::: Data in this exercise

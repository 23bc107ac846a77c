//! board-vision CLI — inspect and drive the chessboard vision pipeline.
//!
//! The headless subcommands work from files and are what CI exercises; the
//! `watch` subcommand (feature `live`) runs the real camera turn loop.

use board_vision::{
    overlay_ranking, BoardCorner, BoardGrid, BoardViewConfig, ChangeDetector, ReplaySource, Square,
};
use board_vision_core::{frame_from_luma8, frame_to_luma8, FrameTransform, GrayFrame};
use clap::{Args, Parser, Subcommand};
use std::fs;
use std::path::{Path, PathBuf};

type CliError = Box<dyn std::error::Error>;
type CliResult<T> = Result<T, CliError>;

#[derive(Parser)]
#[command(name = "board-vision")]
#[command(about = "Locate a chessboard from fiducial tags and rank changed cells between frames")]
#[command(version)]
struct Cli {
    /// Log at debug level instead of info.
    #[arg(long, global = true)]
    verbose: bool,

    #[command(subcommand)]
    command: Commands,
}

#[derive(Subcommand)]
enum Commands {
    /// Validate a configuration file.
    CheckConfig {
        /// Path to the configuration JSON.
        #[arg(long)]
        config: PathBuf,
    },

    /// Build the 64-cell grid from located corner points and write it as JSON.
    Grid(GridArgs),

    /// Rank changed cells between two grayscale images of the board.
    Diff(DiffArgs),

    /// Run the live turn loop against a camera.
    #[cfg(feature = "live")]
    Watch(WatchArgs),
}

#[derive(Debug, Clone, Args)]
struct GridArgs {
    /// JSON file with the located board corners.
    #[arg(long)]
    corners: PathBuf,

    /// Path to write the grid (JSON).
    #[arg(long)]
    out: PathBuf,
}

#[derive(Debug, Clone, Args)]
struct DiffArgs {
    /// Reference image: the board before the move.
    #[arg(long)]
    before: PathBuf,

    /// Fresh image: the board after the move.
    #[arg(long)]
    after: PathBuf,

    /// JSON file with the located board corners.
    #[arg(long)]
    corners: PathBuf,

    /// SSIM window side (odd).
    #[arg(long, default_value = "7")]
    window: usize,

    /// How many cells to print, most-changed first.
    #[arg(long, default_value = "2")]
    top: usize,

    /// Optional path for the full JSON ranking.
    #[arg(long)]
    out: Option<PathBuf>,

    /// Optional path for an overlay image with the top cells outlined.
    #[arg(long)]
    overlay: Option<PathBuf>,
}

#[cfg(feature = "live")]
#[derive(Debug, Clone, Args)]
struct WatchArgs {
    /// /dev/video index of the board camera.
    #[arg(long, default_value = "0")]
    device: usize,

    /// Configuration file; built-in defaults when omitted.
    #[arg(long)]
    config: Option<PathBuf>,
}

fn main() -> CliResult<()> {
    let cli = Cli::parse();
    let level = if cli.verbose {
        log::LevelFilter::Debug
    } else {
        log::LevelFilter::Info
    };
    let _ = board_vision_core::init_with_level(level);

    match cli.command {
        Commands::CheckConfig { config } => run_check_config(&config),
        Commands::Grid(args) => run_grid(&args),
        Commands::Diff(args) => run_diff(&args),
        #[cfg(feature = "live")]
        Commands::Watch(args) => run_watch(&args),
    }
}

fn load_corners(path: &Path) -> CliResult<Vec<BoardCorner>> {
    let raw = fs::read_to_string(path)?;
    Ok(serde_json::from_str(&raw)?)
}

fn load_gray(path: &Path) -> CliResult<GrayFrame> {
    let img = image::ImageReader::open(path)?.decode()?.to_luma8();
    Ok(frame_from_luma8(&img))
}

fn run_check_config(path: &Path) -> CliResult<()> {
    let config = BoardViewConfig::load_json(path)?;
    config.validate()?;
    println!("configuration is valid");
    for spec in &config.corners {
        println!("  {}: tag {} corner {}", spec.name, spec.tag_id, spec.corner_index);
    }
    println!(
        "  required tags: {}, rotation: {} deg, translation: ({}, {})",
        config.required_tags, config.rotation_deg, config.translation.0, config.translation.1
    );
    println!(
        "  flush: {} frames, locate attempts: {}, ssim window: {}",
        config.flush_frames, config.max_locate_attempts, config.ssim_window
    );
    Ok(())
}

fn run_grid(args: &GridArgs) -> CliResult<()> {
    let corners = load_corners(&args.corners)?;
    let grid = BoardGrid::build(&corners)?;
    fs::write(&args.out, serde_json::to_string_pretty(&grid)?)?;
    println!("wrote {}-cell grid to {}", grid.len(), args.out.display());
    Ok(())
}

fn run_diff(args: &DiffArgs) -> CliResult<()> {
    let corners = load_corners(&args.corners)?;
    let grid = BoardGrid::build(&corners)?;
    let before = load_gray(&args.before)?;
    let after = load_gray(&args.after)?;

    let mut source = ReplaySource::new([before, after.clone()]);
    let transform = FrameTransform::identity();
    let mut detector = ChangeDetector::new(0, args.window);
    detector.update_snapshot(&mut source, &transform)?;
    let ranking = detector.rank_changed_cells(&mut source, &transform, &grid)?;

    for cell in ranking.iter().take(args.top) {
        println!("{} {:.2}", cell.square, cell.score);
    }
    if let Some(out) = &args.out {
        fs::write(out, serde_json::to_string_pretty(&ranking)?)?;
        println!("wrote full ranking to {}", out.display());
    }
    if let Some(path) = &args.overlay {
        let top: Vec<Square> = ranking.iter().take(2).map(|c| c.square).collect();
        frame_to_luma8(&overlay_ranking(&after, &grid, &top)).save(path)?;
        println!("wrote overlay to {}", path.display());
    }
    Ok(())
}

#[cfg(feature = "live")]
fn run_watch(args: &WatchArgs) -> CliResult<()> {
    use board_vision::{AprilTagDetector, BoardSession, V4lSource};

    let config = match &args.config {
        Some(path) => BoardViewConfig::load_json(path)?,
        None => BoardViewConfig::default(),
    };
    let source = V4lSource::open(args.device)?;
    let detector = AprilTagDetector::new()?;
    let mut session = BoardSession::new(config, source, detector)?;

    session.locate_board()?;
    session.update_snapshot()?;
    println!("board located; Enter = rank cells, u = re-snapshot, r = re-locate, q = quit");

    for line in std::io::stdin().lines() {
        match line?.trim() {
            "q" => break,
            "r" => match session.locate_board() {
                Ok(grid) => println!("re-located: {} cells", grid.len()),
                Err(e) => eprintln!("localization failed: {e}"),
            },
            "u" => match session.update_snapshot() {
                Ok(()) => println!("snapshot updated"),
                Err(e) => eprintln!("snapshot failed: {e}"),
            },
            _ => match session.rank_cells() {
                Ok(ranking) => {
                    for cell in ranking.iter().take(2) {
                        println!("{} {:.2}", cell.square, cell.score);
                    }
                }
                Err(e) => eprintln!("ranking failed: {e}"),
            },
        }
    }
    Ok(())
}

::::::

> [Work to complete]:
Please show every line of the records that holds the word "before".

> [Written answer]:
    /// Reference image: the board before the move.
    before: PathBuf,
    let before = load_gray(&args.before)?;
    let mut source = ReplaySource::new([before, after.clone()]);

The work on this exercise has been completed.